Although data are limited, there are a few case reports of UC patients undergoing stem-cell transplantation for other indications. One patient was showed to have prolonged clinical remission after high-dose chemotherapy and peripheral-blood stem-cell (PBSC) transplantation for high-risk breast cancer. Following transplant, the patient reported no symptoms and was off IBD-related medication for 2 years [Castro et al. 1996]. Another case of a 57-year-old woman with distal UC undergoing auto-HSCT for breast cancer was asymptomatic and discontinued IBD maintenance therapy 6 months after transplant. However, it is important to note that the patient did not have any IBD-related symptoms before the transplant and there was no colonoscopy to confirm disease remission at 6 months. At a 25 month follow up, the patient developed rectal bleeding and became asymptomatic only after restarting maintenance mesalamine therapy [Marti et al. 2001]. Stem-cell transplants in UC show a favorable but short-lived response. There is a randomized, double-blind, placebo-controlled phase II study of MultiStem® Cell Therapy (Athersys Inc., USA) for moderate-to-severe UC. The study showed good tolerability but failed to show efficacy over 8 weeks [Lehmann, 2014]. MultiStem is a manufactured biologic product isolated from human BM. The single intravenous (IV) administration did not show statistically significant improvement.

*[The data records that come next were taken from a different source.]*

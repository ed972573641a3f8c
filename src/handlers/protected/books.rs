use axum::{
    extract::{rejection::JsonRejection, Path, State},
    Extension, Json,
};

use crate::database::{Book, BookPatch, NewBook};
use crate::handlers::parse_book_id;
use crate::middleware::{ApiResponse, ApiResult, AuthUser};
use crate::state::AppState;

/// POST /api/books - Add a book; returns it with its assigned id and timestamps
pub async fn create(
    State(state): State<AppState>,
    Extension(user): Extension<AuthUser>,
    payload: Result<Json<NewBook>, JsonRejection>,
) -> ApiResult<Book> {
    let Json(book) = payload?;
    let created = state.books.add(book).await?;
    tracing::info!("Book {} added by {}", created.id, user.user);
    Ok(ApiResponse::created(created))
}

/// PATCH /api/books/:id - Change only the fields present in the body
pub async fn patch(
    State(state): State<AppState>,
    Extension(user): Extension<AuthUser>,
    Path(id): Path<String>,
    payload: Result<Json<BookPatch>, JsonRejection>,
) -> ApiResult<Book> {
    let id = parse_book_id(&id)?;
    let Json(patch) = payload?;
    let updated = state.books.update(id, patch).await?;
    tracing::info!("Book {} updated by {}", id, user.user);
    Ok(ApiResponse::success(updated))
}

/// DELETE /api/books/:id
pub async fn delete(
    State(state): State<AppState>,
    Extension(user): Extension<AuthUser>,
    Path(id): Path<String>,
) -> ApiResult<()> {
    let id = parse_book_id(&id)?;
    state.books.delete(id).await?;
    tracing::info!("Book {} deleted by {}", id, user.user);
    Ok(ApiResponse::no_content())
}
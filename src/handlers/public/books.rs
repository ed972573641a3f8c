use axum::extract::{Path, State};
use serde::Serialize;

use crate::database::Book;
use crate::error::ApiError;
use crate::handlers::parse_book_id;
use crate::middleware::{ApiResponse, ApiResult, Viewer};
use crate::state::AppState;

pub const EXPORT_FILENAME: &str = "books-export.json";

#[derive(Debug, Serialize)]
pub struct BookListResponse {
    pub books: Vec<Book>,
    pub count: usize,
}

/// GET /api/books - Every book the caller may see
///
/// Anonymous callers get public books only; a valid bearer token shows all.
pub async fn list(State(state): State<AppState>, viewer: Viewer) -> ApiResult<BookListResponse> {
    let books = state.books.list(viewer.authenticated).await?;
    let count = books.len();
    Ok(ApiResponse::success(BookListResponse { books, count }))
}

/// GET /api/books/:id - A single book; private books require a token
pub async fn get(
    State(state): State<AppState>,
    viewer: Viewer,
    Path(id): Path<String>,
) -> ApiResult<Book> {
    let id = parse_book_id(&id)?;

    let book = state
        .books
        .get_by_id(id)
        .await?
        .ok_or_else(|| ApiError::not_found("Book not found"))?;

    if !book.public && !viewer.authenticated {
        return Err(ApiError::unauthorized("Unauthorized"));
    }

    Ok(ApiResponse::success(book))
}

/// GET /api/books/export - Same rows as the list, delivered as a download
pub async fn export(State(state): State<AppState>, viewer: Viewer) -> ApiResult<Vec<Book>> {
    let books = state.books.export(viewer.authenticated).await?;
    tracing::info!(
        "Exporting {} books (authenticated: {})",
        books.len(),
        viewer.authenticated
    );
    Ok(ApiResponse::attachment(books, EXPORT_FILENAME))
}
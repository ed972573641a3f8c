pub mod store;
pub mod token;
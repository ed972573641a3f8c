use chrono::{DateTime, Utc};
use serde::{Deserialize, Deserializer, Serialize};
use sqlx::FromRow;

use crate::middleware::auth::Visibility;

/// Column list shared by every query that returns a full book row.
pub const BOOK_COLUMNS: &str =
    "id, title, author, instrument, condition, format, description, public, created_at, updated_at";

#[derive(Debug, Clone, PartialEq, Serialize, Deserialize, FromRow)]
pub struct Book {
    pub id: i64,
    pub title: String,
    pub author: String,
    pub instrument: String,
    pub condition: String,
    pub format: Option<String>,
    pub description: String,
    pub public: bool,
    pub created_at: DateTime<Utc>,
    pub updated_at: DateTime<Utc>,
}

impl Visibility for Book {
    fn is_public(&self) -> bool {
        self.public
    }
}

/// Body of `POST /api/books`. Identifiers and timestamps sent by the client are ignored.
#[derive(Debug, Clone, Default, Deserialize)]
#[serde(default)]
pub struct NewBook {
    pub title: String,
    pub author: String,
    pub instrument: String,
    pub condition: String,
    pub format: Option<String>,
    pub description: String,
    pub public: bool,
}

/// Body of `PATCH /api/books/:id`. Absent fields are left untouched;
/// `"format": null` clears the format.
#[derive(Debug, Clone, Default, Deserialize)]
pub struct BookPatch {
    pub title: Option<String>,
    pub author: Option<String>,
    pub instrument: Option<String>,
    pub condition: Option<String>,
    #[serde(default, deserialize_with = "present")]
    pub format: Option<Option<String>>,
    pub description: Option<String>,
    pub public: Option<bool>,
}

impl BookPatch {
    pub fn is_empty(&self) -> bool {
        self.title.is_none()
            && self.author.is_none()
            && self.instrument.is_none()
            && self.condition.is_none()
            && self.format.is_none()
            && self.description.is_none()
            && self.public.is_none()
    }
}

// Distinguishes a field set to null from a missing field.
fn present<'de, D, T>(deserializer: D) -> Result<Option<Option<T>>, D::Error>
where
    D: Deserializer<'de>,
    T: Deserialize<'de>,
{
    Option::<T>::deserialize(deserializer).map(Some)
}

#[derive(Debug, Clone, PartialEq, Eq, Serialize, Deserialize, FromRow)]
pub struct FormatEntry {
    pub format: String,
    pub description: String,
}
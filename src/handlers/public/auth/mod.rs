// handlers/public/auth/mod.rs - Token acquisition
//
// The only unauthenticated auth endpoint: trade a magic key for a JWT.

pub mod login; // GET /api/login/:magic_id

pub use login::login;
// handlers/public/mod.rs - Handlers reachable without a token
//
// Reads here still look at the Authorization header through the `Viewer`
// extractor: a valid token widens what the caller sees but is never required.

pub mod auth;
pub mod books;
pub mod formats;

Methods in HSCT for IBD still vary, and the protocols are ever changing. For the most part, studies select CD34+ PBSCs to use for transplant. The reason is that CD34+ is a hematopoietic progenitor cell antigen that functions as a cell–cell adhesion factor [Satterthwaite et al. 1992; Simmons et al. 1992]. When attempting to isolate HSCs, effector cells are present in the blood sample. Theoretically when selecting for CD34+ in the sample, the stem cells are selected and not the effector cells [Larocca et al. 2006]. Two studies carried out by Cassinotti and colleagues evaluated the safety and efficacy of unselected CD34+ PBSCs for auto-HSCT [Cassinotti et al. 2008; Clerici et al. 2011; Cassinotti et al. 2012]. For both studies, no improvement was seen following mobilization but the procedure was well tolerated. In the 2007 study with four refractory CD patients, preliminary results showed 75% of patients remained in clinical and endoscopic remission at a 16.5-month follow up, with full fistula closure observed for all patients. In a study 4 years later, following transplantation all patients (n = 6) remained in remission for 1–3 months without any immunosuppressive treatment. Late outcomes at 1-year follow up showed five out of six of the patients displayed full response and maintained both clinical and endoscopic remission without further treatment [Clerici et al. 2011]. The protocol to extract unselected CD34+ PBSCs is less technical and expensive to perform. This offers a potential opportunity for midsized transplant centers to provide HSCT for their refractory patients. However, the studies mentioned above involved a limited sample size. There is a need for long-term follow up and randomized control studies with a larger cohort of patients.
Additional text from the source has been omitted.